On February 10, Socialist Alliance city councillor Sue Bolton successfully moved a motion of support for the Kurdish co-mayors who have been undemocratically removed from office by the Erdogan regime in Turkey. The motion was passed with only one vote against and two abstentions. It read:
Background
In 2019 the Erdogan government prevented 90 democratically elected HDP mayors and deputy mayors from taking up their positions or forcibly removed them from office and replaced them with government appointees. Of these, 46 remain in jail. The arrests are the latest manifestation of a long-running campaign of intimidation and suppression against the HDP. Since 2015, about 16,000 HDP representatives have been detained at one point or another. More than 5000 ‒ including parliamentarians and mayors ‒ have been imprisoned.

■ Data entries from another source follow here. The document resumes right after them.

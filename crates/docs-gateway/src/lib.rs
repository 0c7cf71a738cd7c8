//! docs-gateway: Markdown access to Google Docs.
//!
//! This crate provides:
//! - Wire types for the Docs v1 and Drive v3 APIs
//! - The `DocsApi` transport trait, with an HTTP and an in-memory implementation
//! - `Gateway`, which lists, fetches, replaces and creates documents as Markdown

pub mod api;
pub mod credential;
pub mod error;
pub mod gateway;
pub mod http;
pub mod memory;
pub mod wire;

pub use api::DocsApi;
pub use credential::Credential;
pub use error::{GatewayError, Result};
pub use gateway::{ContainerInfo, Gateway, RECENT_DOCUMENTS_LIMIT, ReplaceOutcome};
pub use http::HttpDocsApi;
pub use memory::InMemoryDocsApi;
pub use wire::{Document, DocumentSummary};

Human rights Watch stated on February 2019 that the Turkish authorities’ removal and arrest of democratically elected Kurdish mayors across south-eastern Turkey violates voters’ rights.”
In recent years it has particularly targeted members of the HDP whose support base is in the predominantly Kurdish south east of the country.

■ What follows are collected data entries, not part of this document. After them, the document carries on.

//! JSON shapes of the Docs v1 and Drive v3 APIs.
//!
//! Only the fields the gateway reads are modeled; everything else is ignored
//! on deserialization.

use doc_markup::{Block, HeadingLevel, Operation, Paragraph, TextRun, TextStyle};
use serde::{Deserialize, Serialize};

/// A Drive file entry for a document.
#[derive(Debug, Clone, PartialEq, Eq, Serialize, Deserialize)]
#[serde(rename_all = "camelCase")]
pub struct DocumentSummary {
    pub id: String,
    #[serde(default)]
    pub name: String,
    #[serde(default)]
    pub modified_time: String,
    #[serde(default)]
    pub web_view_link: String,
    #[serde(default = "default_owned")]
    pub owned_by_me: bool,
}

fn default_owned() -> bool {
    true
}

#[derive(Debug, Clone, Default, Deserialize)]
pub struct FileList {
    #[serde(default)]
    pub files: Vec<DocumentSummary>,
}

#[derive(Debug, Clone, Default, PartialEq, Serialize, Deserialize)]
#[serde(rename_all = "camelCase")]
pub struct Document {
    #[serde(default)]
    pub document_id: String,
    #[serde(default)]
    pub title: String,
    /// Legacy single-tab content, absent when tab content is requested
    #[serde(default, skip_serializing_if = "Option::is_none")]
    pub body: Option<Body>,
    #[serde(default, skip_serializing_if = "Vec::is_empty")]
    pub tabs: Vec<Tab>,
}

impl Document {
    /// All tabs, depth-first, paired with their nesting depth.
    pub fn flatten_tabs(&self) -> Vec<(&Tab, usize)> {
        fn walk<'a>(tabs: &'a [Tab], depth: usize, out: &mut Vec<(&'a Tab, usize)>) {
            for tab in tabs {
                out.push((tab, depth));
                walk(&tab.child_tabs, depth + 1, out);
            }
        }

        let mut out = Vec::new();
        walk(&self.tabs, 0, &mut out);
        out
    }

    pub fn find_tab(&self, tab_id: &str) -> Option<&Tab> {
        self.flatten_tabs()
            .into_iter()
            .map(|(tab, _)| tab)
            .find(|tab| tab.tab_properties.tab_id == tab_id)
    }

    /// Body of the given tab, or of the first tab, or the legacy body.
    ///
    /// `None` when a tab was requested and does not exist.
    pub fn select_body(&self, tab_id: Option<&str>) -> Option<Body> {
        match tab_id {
            Some(id) => self.find_tab(id).map(Tab::body),
            None => Some(
                self.tabs
                    .first()
                    .map(Tab::body)
                    .or_else(|| self.body.clone())
                    .unwrap_or_default(),
            ),
        }
    }
}

#[derive(Debug, Clone, Default, PartialEq, Serialize, Deserialize)]
#[serde(rename_all = "camelCase")]
pub struct Tab {
    pub tab_properties: TabProperties,
    #[serde(default, skip_serializing_if = "Option::is_none")]
    pub document_tab: Option<DocumentTab>,
    #[serde(default, skip_serializing_if = "Vec::is_empty")]
    pub child_tabs: Vec<Tab>,
}

impl Tab {
    fn body(&self) -> Body {
        self.document_tab
            .as_ref()
            .map(|tab| tab.body.clone())
            .unwrap_or_default()
    }
}

#[derive(Debug, Clone, Default, PartialEq, Serialize, Deserialize)]
#[serde(rename_all = "camelCase")]
pub struct TabProperties {
    pub tab_id: String,
    #[serde(default)]
    pub title: String,
    #[serde(default)]
    pub index: usize,
    #[serde(default)]
    pub nesting_level: usize,
    #[serde(default, skip_serializing_if = "Option::is_none")]
    pub parent_tab_id: Option<String>,
}

#[derive(Debug, Clone, Default, PartialEq, Serialize, Deserialize)]
pub struct DocumentTab {
    #[serde(default)]
    pub body: Body,
}

#[derive(Debug, Clone, Default, PartialEq, Serialize, Deserialize)]
pub struct Body {
    #[serde(default)]
    pub content: Vec<StructuralElement>,
}

impl Body {
    /// Largest end index of any element, 1 for an empty body.
    pub fn end_index(&self) -> usize {
        self.content
            .iter()
            .filter_map(|element| element.end_index)
            .max()
            .unwrap_or(1)
            .max(1)
    }

    pub fn blocks(&self) -> Vec<Block> {
        self.content.iter().map(StructuralElement::to_block).collect()
    }
}

#[derive(Debug, Clone, Default, PartialEq, Serialize, Deserialize)]
#[serde(rename_all = "camelCase")]
pub struct StructuralElement {
    #[serde(default, skip_serializing_if = "Option::is_none")]
    pub start_index: Option<usize>,
    #[serde(default, skip_serializing_if = "Option::is_none")]
    pub end_index: Option<usize>,
    #[serde(default, skip_serializing_if = "Option::is_none")]
    pub paragraph: Option<WireParagraph>,
    #[serde(default, skip_serializing_if = "Option::is_none")]
    pub section_break: Option<serde_json::Value>,
    #[serde(default, skip_serializing_if = "Option::is_none")]
    pub table: Option<serde_json::Value>,
    #[serde(default, skip_serializing_if = "Option::is_none")]
    pub table_of_contents: Option<serde_json::Value>,
}

impl StructuralElement {
    pub fn to_block(&self) -> Block {
        if let Some(paragraph) = &self.paragraph {
            Block::Paragraph(paragraph.to_paragraph())
        } else if self.table.is_some() {
            Block::Table
        } else if self.section_break.is_some() {
            Block::SectionBreak
        } else if self.table_of_contents.is_some() {
            Block::Unsupported("tableOfContents".to_string())
        } else {
            Block::Unsupported("unknown".to_string())
        }
    }
}

#[derive(Debug, Clone, Default, PartialEq, Serialize, Deserialize)]
#[serde(rename_all = "camelCase")]
pub struct WireParagraph {
    #[serde(default)]
    pub elements: Vec<ParagraphElement>,
    #[serde(default, skip_serializing_if = "Option::is_none")]
    pub paragraph_style: Option<WireParagraphStyle>,
}

impl WireParagraph {
    pub fn to_paragraph(&self) -> Paragraph {
        let heading = self
            .paragraph_style
            .as_ref()
            .and_then(|style| style.named_style_type.as_deref())
            .and_then(HeadingLevel::from_named_style);

        // Inline objects, page breaks and the like carry no text run
        let runs = self
            .elements
            .iter()
            .filter_map(|element| element.text_run.as_ref())
            .filter(|run| !run.content.is_empty())
            .map(|run| TextRun::new(run.content.clone(), run.text_style.to_style()))
            .collect();

        Paragraph { heading, runs }
    }
}

#[derive(Debug, Clone, Default, PartialEq, Serialize, Deserialize)]
#[serde(rename_all = "camelCase")]
pub struct WireParagraphStyle {
    #[serde(default, skip_serializing_if = "Option::is_none")]
    pub named_style_type: Option<String>,
}

#[derive(Debug, Clone, Default, PartialEq, Serialize, Deserialize)]
#[serde(rename_all = "camelCase")]
pub struct ParagraphElement {
    #[serde(default, skip_serializing_if = "Option::is_none")]
    pub start_index: Option<usize>,
    #[serde(default, skip_serializing_if = "Option::is_none")]
    pub end_index: Option<usize>,
    #[serde(default, skip_serializing_if = "Option::is_none")]
    pub text_run: Option<WireTextRun>,
}

#[derive(Debug, Clone, Default, PartialEq, Serialize, Deserialize)]
#[serde(rename_all = "camelCase")]
pub struct WireTextRun {
    #[serde(default)]
    pub content: String,
    #[serde(default)]
    pub text_style: WireTextStyle,
}

#[derive(Debug, Clone, Default, PartialEq, Serialize, Deserialize)]
pub struct WireTextStyle {
    #[serde(default, skip_serializing_if = "Option::is_none")]
    pub bold: Option<bool>,
    #[serde(default, skip_serializing_if = "Option::is_none")]
    pub italic: Option<bool>,
    #[serde(default, skip_serializing_if = "Option::is_none")]
    pub underline: Option<bool>,
    #[serde(default, skip_serializing_if = "Option::is_none")]
    pub strikethrough: Option<bool>,
    #[serde(default, skip_serializing_if = "Option::is_none")]
    pub link: Option<WireLink>,
}

impl WireTextStyle {
    pub fn to_style(&self) -> TextStyle {
        TextStyle {
            bold: self.bold.unwrap_or(false),
            italic: self.italic.unwrap_or(false),
            underline: self.underline.unwrap_or(false),
            strikethrough: self.strikethrough.unwrap_or(false),
            link: self.link.as_ref().and_then(|link| link.url.clone()),
        }
    }

    pub fn from_style(style: &TextStyle) -> Self {
        Self {
            bold: style.bold.then_some(true),
            italic: style.italic.then_some(true),
            underline: style.underline.then_some(true),
            strikethrough: style.strikethrough.then_some(true),
            link: style.link.clone().map(|url| WireLink { url: Some(url) }),
        }
    }
}

/// Links to headings or bookmarks have no url and are treated as plain text.
#[derive(Debug, Clone, Default, PartialEq, Serialize, Deserialize)]
pub struct WireLink {
    #[serde(default, skip_serializing_if = "Option::is_none")]
    pub url: Option<String>,
}

#[derive(Debug, Serialize)]
pub struct BatchUpdateRequest<'a> {
    pub requests: &'a [Operation],
}

#[derive(Debug, Serialize)]
pub struct CreateDocumentRequest<'a> {
    pub title: &'a str,
}

#[derive(Debug, Default, Deserialize)]
pub struct ApiErrorBody {
    #[serde(default)]
    pub error: ApiErrorDetail,
}

#[derive(Debug, Default, Deserialize)]
pub struct ApiErrorDetail {
    #[serde(default)]
    pub message: String,
}

#[cfg(test)]
mod tests {
    use super::*;
    use serde_json::json;

    fn sample_document() -> Document {
        serde_json::from_value(json!({
            "documentId": "doc-1",
            "title": "Novel",
            "tabs": [{
                "tabProperties": {"tabId": "t.0", "title": "Draft", "index": 0},
                "documentTab": {"body": {"content": [
                    {"endIndex": 1, "sectionBreak": {"sectionStyle": {}}},
                    {"startIndex": 1, "endIndex": 7, "paragraph": {
                        "elements": [{"startIndex": 1, "endIndex": 7, "textRun": {
                            "content": "Title\n", "textStyle": {}
                        }}],
                        "paragraphStyle": {"namedStyleType": "HEADING_1", "direction": "LEFT_TO_RIGHT"}
                    }},
                    {"startIndex": 7, "endIndex": 19, "paragraph": {
                        "elements": [
                            {"startIndex": 7, "endIndex": 11, "textRun": {
                                "content": "Some", "textStyle": {"bold": true}
                            }},
                            {"startIndex": 11, "endIndex": 12, "inlineObjectElement": {"inlineObjectId": "x"}},
                            {"startIndex": 12, "endIndex": 19, "textRun": {
                                "content": " words\n", "textStyle": {"link": {"headingId": "h.1"}}
                            }}
                        ],
                        "paragraphStyle": {"namedStyleType": "NORMAL_TEXT"}
                    }},
                    {"startIndex": 19, "endIndex": 40, "table": {"rows": 1, "columns": 1}}
                ]}},
                "childTabs": [{
                    "tabProperties": {"tabId": "t.1", "title": "Notes", "index": 0, "nestingLevel": 1, "parentTabId": "t.0"},
                    "documentTab": {"body": {"content": []}}
                }]
            }]
        }))
        .unwrap()
    }

    #[test]
    fn test_blocks_from_tab_body() {
        let document = sample_document();
        let body = document.select_body(None).unwrap();
        let blocks = body.blocks();

        assert_eq!(blocks.len(), 4);
        assert_eq!(blocks[0], Block::SectionBreak);
        match &blocks[1] {
            Block::Paragraph(p) => {
                assert_eq!(p.heading, HeadingLevel::new(1));
                assert_eq!(p.text(), "Title\n");
            }
            other => panic!("expected paragraph, got {other:?}"),
        }
        match &blocks[2] {
            Block::Paragraph(p) => {
                assert_eq!(p.heading, None);
                assert_eq!(p.runs.len(), 2);
                assert!(p.runs[0].style.bold);
                assert!(p.runs[1].style.is_plain());
            }
            other => panic!("expected paragraph, got {other:?}"),
        }
        assert_eq!(blocks[3], Block::Table);
        assert_eq!(body.end_index(), 40);
    }

    #[test]
    fn test_select_nested_tab() {
        let document = sample_document();
        assert!(document.select_body(Some("t.1")).unwrap().content.is_empty());
        assert!(document.select_body(Some("missing")).is_none());

        let flattened: Vec<(&str, usize)> = document
            .flatten_tabs()
            .into_iter()
            .map(|(tab, depth)| (tab.tab_properties.tab_id.as_str(), depth))
            .collect();
        assert_eq!(flattened, vec![("t.0", 0), ("t.1", 1)]);
    }

    #[test]
    fn test_legacy_body_without_tabs() {
        let document: Document = serde_json::from_value(json!({
            "documentId": "d",
            "body": {"content": [{"endIndex": 1, "sectionBreak": {}}]}
        }))
        .unwrap();
        assert_eq!(document.select_body(None).unwrap().content.len(), 1);
        assert_eq!(Document::default().select_body(None), Some(Body::default()));
    }

    #[test]
    fn test_drive_file_defaults() {
        let list: FileList = serde_json::from_value(json!({
            "files": [{"id": "a", "name": "A", "modifiedTime": "2024-01-01T00:00:00Z",
                       "webViewLink": "https://docs.google.com/document/d/a/edit"}]
        }))
        .unwrap();
        assert!(list.files[0].owned_by_me);

        let summary = serde_json::to_value(&list.files[0]).unwrap();
        assert_eq!(summary["modifiedTime"], "2024-01-01T00:00:00Z");
        assert_eq!(summary["ownedByMe"], true);
    }

    #[test]
    fn test_empty_body_end_index() {
        assert_eq!(Body::default().end_index(), 1);
    }
}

On September 26 2020, 82 of the party’s MPs, mayors and prominent leaders were subject to arrest warrants for their participation in public activities in 2014 in support of the residents of Kobane (northern Syria) who were resisting the brutal assault on their town by the Islamic State terrorists.
A few years earlier, in 2016, the Turkish parliament stripped almost a quarter of its members of immunity from prosecution, including 101 deputies from the pro-Kurdish HDP and the main opposition CHP party. In reaction to the failed coup on 15 July 2016, over 160,000 judges, teachers, police and civil servants have been suspended or dismissed. 77,000 have been formally arrested and 130 media organisations, including 16 television broadcasters and 45 newspapers, have been forcibly closed. 160 journalists have been imprisoned.
For the proper functioning of democracy, the candidates who receive the highest number of votes need to be take their place as elected mayors and councillors.
Motion
1. Express its solidarity with democratically elected mayors and councillors across Turkey who have been unjustly prevented from taking up their positions or have been forcibly removed from office.
2. Directly communicate its concern to both the Minister for Foreign Affairs and the Turkish Ambassador to Australia.
A right-wing Kurdish nationalist group with ties to the Turkish consulate wrote to all councillors before the meeting urging them to vote against the motion on the grounds that it would allegedly “antagonize the Turkish community in your city. It will be seen as a disproportionate political influence of the local active Kurdish community there. It will cause negative impact on multicultural harmony”.
It also argued that “Moreland council is not the United Nations of Local Councils around the world, and it is out of the council’s jurisdiction, depth and scope to take matters of international politics into its hands”.
However, Councillor Bolton countered that it was important for the council to show solidarity with local councils in other parts of the world that were facing repression.
“Every country that gets away with using dictatorial means like the Erdogan government has done, gives confidence to other anti-democratic forces around the world.”